For lots of lows and highs from a guitar amp, aim a Shure SM57 straight at the center of a speaker cone, next to the grille. To reduce lows and highs, hang the mic from over the top of the amp so it picks up the speaker at 90 degrees off axis. There’s no proximity effect at that angle.

Bassoon, Clarinet & Oboe
Here’s a way to give the musician some mobility. Clip a lavalier mic to the player’s shirt, even with the center of the instrument. It will pick up the instrument from behind. You might mix in another mic taped near the bell.

Mike the handheld chanter about 8 inches from the side, and mike the pipes overhead. But why would you want to amplify a bagpipe anyway? (Some folks would say the same thing about a banjo).

Cello & Acoustic Bass
Get a miniature omni and stiffen its cable using a 3-inch long coat-hanger wire taped just behind the capsule. Wrap a windscreen around the wire, and stuff it between two strings under the bridge. Place the mic near the body of the instrument (Figure 5).

Figure 5: A miking method for cello or acoustic bass.

Grand Piano
Miking a tone hole gives a restricted, mid-rangy sound that can add a lot of color, while miking the sound board from underneath gives a dark, full tone. Also consider placing a mic at the piano tail looking inside the slightly raised lid. Or, try a couple of PZMs gaffer-taped to the underside of the raised lid over the bass and treble strings.

To add some grit, run the synth through an amp and mike the amp.

Blues Harmonica
Rather than using a “bullet” mic, place an SM57 (or any dynamic) next to a guitar-amp speaker. Mike the harmonica close up, and run that input through the amp using an XLR-to-phone impedance converter. The amp’s distortion and high-frequency roll-off might deliver just the sound you want. (And try it with a vocal as well.)
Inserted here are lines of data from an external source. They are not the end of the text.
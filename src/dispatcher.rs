//! Task Dispatcher: bounded-concurrency runner for task units
//!
//! [`Dispatcher::run`] spawns one worker per task on a [`JoinSet`]. Each worker
//! acquires a permit from a semaphore sized to `thread_count` before its task enters
//! `Running`, so at most `thread_count` processes run at once; the remaining tasks
//! wait for a permit in no particular order. `run` returns only once every task has
//! a terminal outcome.
//!
//! Failures stay inside the worker that produced them. A task that fails, cannot
//! find its binary, or even panics gets an outcome recorded for it and the other
//! workers carry on untouched.

use crate::config::RunConfig;
use crate::error::{Error, Result, TaskError};
use crate::task::TaskUnit;
use crate::tools::{PathToolLocator, ToolLocator};
use crate::types::{Event, Outcome, RunReport, TaskReport};
use std::collections::{BTreeMap, HashMap, HashSet};
use std::sync::Arc;
use std::sync::atomic::{AtomicUsize, Ordering};
use std::time::Instant;
use tokio::sync::{Mutex, Semaphore, broadcast};
use tokio::task::JoinSet;

/// Capacity of the event broadcast channel
const EVENT_CHANNEL_CAPACITY: usize = 1024;

/// Runs task units concurrently and collects their outcomes
pub struct Dispatcher {
    event_tx: broadcast::Sender<Event>,
    locator: Option<Arc<dyn ToolLocator>>,
}

/// State shared by the workers of one run
///
/// Only `reports` is read back, and only after every worker has finished.
/// The counters feed events and the report.
struct RunState {
    reports: Mutex<HashMap<String, TaskReport>>,
    running: AtomicUsize,
    peak: AtomicUsize,
    completed: AtomicUsize,
    total: usize,
}

impl RunState {
    fn new(total: usize) -> Self {
        Self {
            reports: Mutex::new(HashMap::with_capacity(total)),
            running: AtomicUsize::new(0),
            peak: AtomicUsize::new(0),
            completed: AtomicUsize::new(0),
            total,
        }
    }

    fn enter_running(&self) {
        let now = self.running.fetch_add(1, Ordering::SeqCst) + 1;
        self.peak.fetch_max(now, Ordering::SeqCst);
    }

    fn leave_running(&self) {
        self.running.fetch_sub(1, Ordering::SeqCst);
    }
}

impl Default for Dispatcher {
    fn default() -> Self {
        Self::new()
    }
}

impl Dispatcher {
    /// Dispatcher that spawns every task without checking for its binary first
    pub fn new() -> Self {
        let (event_tx, _rx) = broadcast::channel(EVENT_CHANNEL_CAPACITY);
        Self {
            event_tx,
            locator: None,
        }
    }

    /// Dispatcher that consults `locator` before spawning
    ///
    /// Tasks whose program cannot be located resolve to [`Outcome::ToolNotFound`]
    /// without creating their output file or taking a worker slot.
    pub fn with_locator(locator: Arc<dyn ToolLocator>) -> Self {
        Self {
            locator: Some(locator),
            ..Self::new()
        }
    }

    /// Dispatcher matching the pre-check setting of a run configuration
    pub fn for_config(config: &RunConfig) -> Self {
        if config.precheck_tools {
            Self::with_locator(Arc::new(PathToolLocator::new()))
        } else {
            Self::new()
        }
    }

    /// Subscribe to dispatch events
    pub fn subscribe(&self) -> broadcast::Receiver<Event> {
        self.event_tx.subscribe()
    }

    /// Run every task, at most `thread_count` at a time
    ///
    /// Fails only on invalid input (no tasks, `thread_count == 0`, duplicate task
    /// names or output paths), and then before any task starts. Otherwise returns a
    /// report with exactly one entry per task.
    pub async fn run(&self, tasks: Vec<TaskUnit>, thread_count: usize) -> Result<RunReport> {
        validate_tasks(&tasks, thread_count)?;

        let started_at = chrono::Utc::now();
        let names: Vec<(String, std::path::PathBuf)> = tasks
            .iter()
            .map(|t| (t.name().to_string(), t.output_path().to_path_buf()))
            .collect();

        tracing::info!(
            tasks = tasks.len(),
            thread_count,
            precheck = self.locator.as_ref().map(|l| l.name()),
            "dispatching tasks"
        );

        let limit = Arc::new(Semaphore::new(thread_count.min(Semaphore::MAX_PERMITS)));
        let state = Arc::new(RunState::new(tasks.len()));
        let mut workers = JoinSet::new();

        for task in tasks {
            let limit = Arc::clone(&limit);
            let state = Arc::clone(&state);
            let locator = self.locator.clone();
            let event_tx = self.event_tx.clone();

            workers.spawn(async move {
                let report = run_one(&task, limit, locator, &state, &event_tx).await;
                record(&state, &event_tx, task.name(), report).await;
            });
        }

        while let Some(joined) = workers.join_next().await {
            if let Err(e) = joined {
                tracing::error!(error = %e, "task worker did not finish");
            }
        }

        let mut reports = std::mem::take(&mut *state.reports.lock().await);

        // A worker that panicked never recorded its task
        for (name, output_path) in names {
            if !reports.contains_key(&name) {
                let outcome: Outcome =
                    TaskError::Worker(format!("worker for task '{name}' panicked")).into();
                tracing::warn!(task = %name, "recording failed outcome for lost worker");
                reports.insert(
                    name,
                    TaskReport {
                        outcome,
                        output_path,
                        bytes_written: 0,
                        duration_ms: 0,
                    },
                );
            }
        }

        let report = RunReport {
            started_at,
            finished_at: chrono::Utc::now(),
            peak_concurrency: state.peak.load(Ordering::SeqCst),
            tasks: reports.into_iter().collect::<BTreeMap<_, _>>(),
        };

        let succeeded = report.succeeded();
        tracing::info!(
            total = report.tasks.len(),
            succeeded,
            peak_concurrency = report.peak_concurrency,
            "all tasks finished"
        );
        self.event_tx
            .send(Event::RunComplete {
                total: report.tasks.len(),
                succeeded,
            })
            .ok();

        Ok(report)
    }
}

/// Drive one task from `Pending` to a terminal state
async fn run_one(
    task: &TaskUnit,
    limit: Arc<Semaphore>,
    locator: Option<Arc<dyn ToolLocator>>,
    state: &RunState,
    event_tx: &broadcast::Sender<Event>,
) -> TaskReport {
    if let Some(locator) = locator
        && locator.locate(task.program()).await.is_none()
    {
        tracing::warn!(
            task = %task.name(),
            program = %task.program(),
            "tool not available, skipping"
        );
        return TaskReport {
            outcome: Outcome::ToolNotFound,
            output_path: task.output_path().to_path_buf(),
            bytes_written: 0,
            duration_ms: 0,
        };
    }

    let _permit = match limit.acquire_owned().await {
        Ok(permit) => permit,
        Err(e) => {
            return TaskReport {
                outcome: TaskError::Worker(e.to_string()).into(),
                output_path: task.output_path().to_path_buf(),
                bytes_written: 0,
                duration_ms: 0,
            };
        }
    };

    state.enter_running();
    tracing::info!(task = %task.name(), command = %task.command_line(), "task started");
    event_tx
        .send(Event::TaskStarted {
            name: task.name().to_string(),
            command: task.command_line(),
        })
        .ok();

    let start = Instant::now();
    let execution = task.execute().await;
    let duration_ms = u64::try_from(start.elapsed().as_millis()).unwrap_or(u64::MAX);

    state.leave_running();

    TaskReport {
        outcome: execution.outcome,
        output_path: task.output_path().to_path_buf(),
        bytes_written: execution.bytes_written,
        duration_ms,
    }
}

/// Store a task's terminal outcome and announce it
async fn record(
    state: &RunState,
    event_tx: &broadcast::Sender<Event>,
    name: &str,
    report: TaskReport,
) {
    let completed = state.completed.fetch_add(1, Ordering::SeqCst) + 1;

    match &report.outcome {
        Outcome::Success => tracing::info!(
            task = %name,
            bytes = report.bytes_written,
            duration_ms = report.duration_ms,
            path = ?report.output_path,
            progress = %format!("{}/{}", completed, state.total),
            "task succeeded"
        ),
        outcome => tracing::warn!(
            task = %name,
            outcome = outcome.label(),
            progress = %format!("{}/{}", completed, state.total),
            "task did not succeed"
        ),
    }

    event_tx
        .send(Event::TaskFinished {
            name: name.to_string(),
            outcome: report.outcome.clone(),
            output_path: report.output_path.clone(),
            completed,
            total: state.total,
        })
        .ok();

    state.reports.lock().await.insert(name.to_string(), report);
}

fn validate_tasks(tasks: &[TaskUnit], thread_count: usize) -> Result<()> {
    if tasks.is_empty() {
        return Err(Error::NoTasksSelected);
    }

    if thread_count < 1 {
        return Err(Error::config(
            "thread_count",
            format!("thread_count must be at least 1 (got {thread_count})"),
        ));
    }

    let mut names = HashSet::new();
    let mut paths = HashSet::new();
    for task in tasks {
        if !names.insert(task.name()) {
            return Err(Error::config(
                "selected_tasks",
                format!("task '{}' is scheduled more than once", task.name()),
            ));
        }
        if !paths.insert(task.output_path()) {
            return Err(Error::config(
                "output_dir",
                format!(
                    "output file {} is shared by more than one task",
                    task.output_path().display()
                ),
            ));
        }
    }

    Ok(())
}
World Acoustic Instruments
For instruments like pipa, bouzouki, oud, and sitar, try a small-diaphragm condenser about 3 to 8 inches away. If there’s a sound hole, place the mic fairly close to where the fingerboard meets the body, and if there’s not one, place it in front of the body. The sound hole resonates at a low frequencies with the air inside the instrument, producing a bassy, thumpy tone.

Concertina, Accordion & Bandoneon
Grab a couple of mini omnis, put a wide rubber band on each of the player’s wrists, and insert the mic capsules and 1 inch of cable through the rubber band, which holds each mic close to the tone holes. Or gaffer-tape the mics to the instrument first, so when the player comes on stage, he/she can remove the mics and mount them on the hands.

Capture an instrument or vocal with a cheap piezo mic, bullet mic, or headphones. Tape a paper towel or TP tube to the end of a mic – it creates a resonator unlike any EQ you’ve heard. Just watch out for feedback. Or place a mic inside a tin can to get a unique coloration. Unusual miking methods can create some intriguing, original sounds to dazzle the audience.

AES and SynAudCon member Bruce Bartlett is a recording engineer, audio journalist, and microphone engineer. His latest books are “Practical Recording Techniques 5th Ed.” and “Recording Music On Location.”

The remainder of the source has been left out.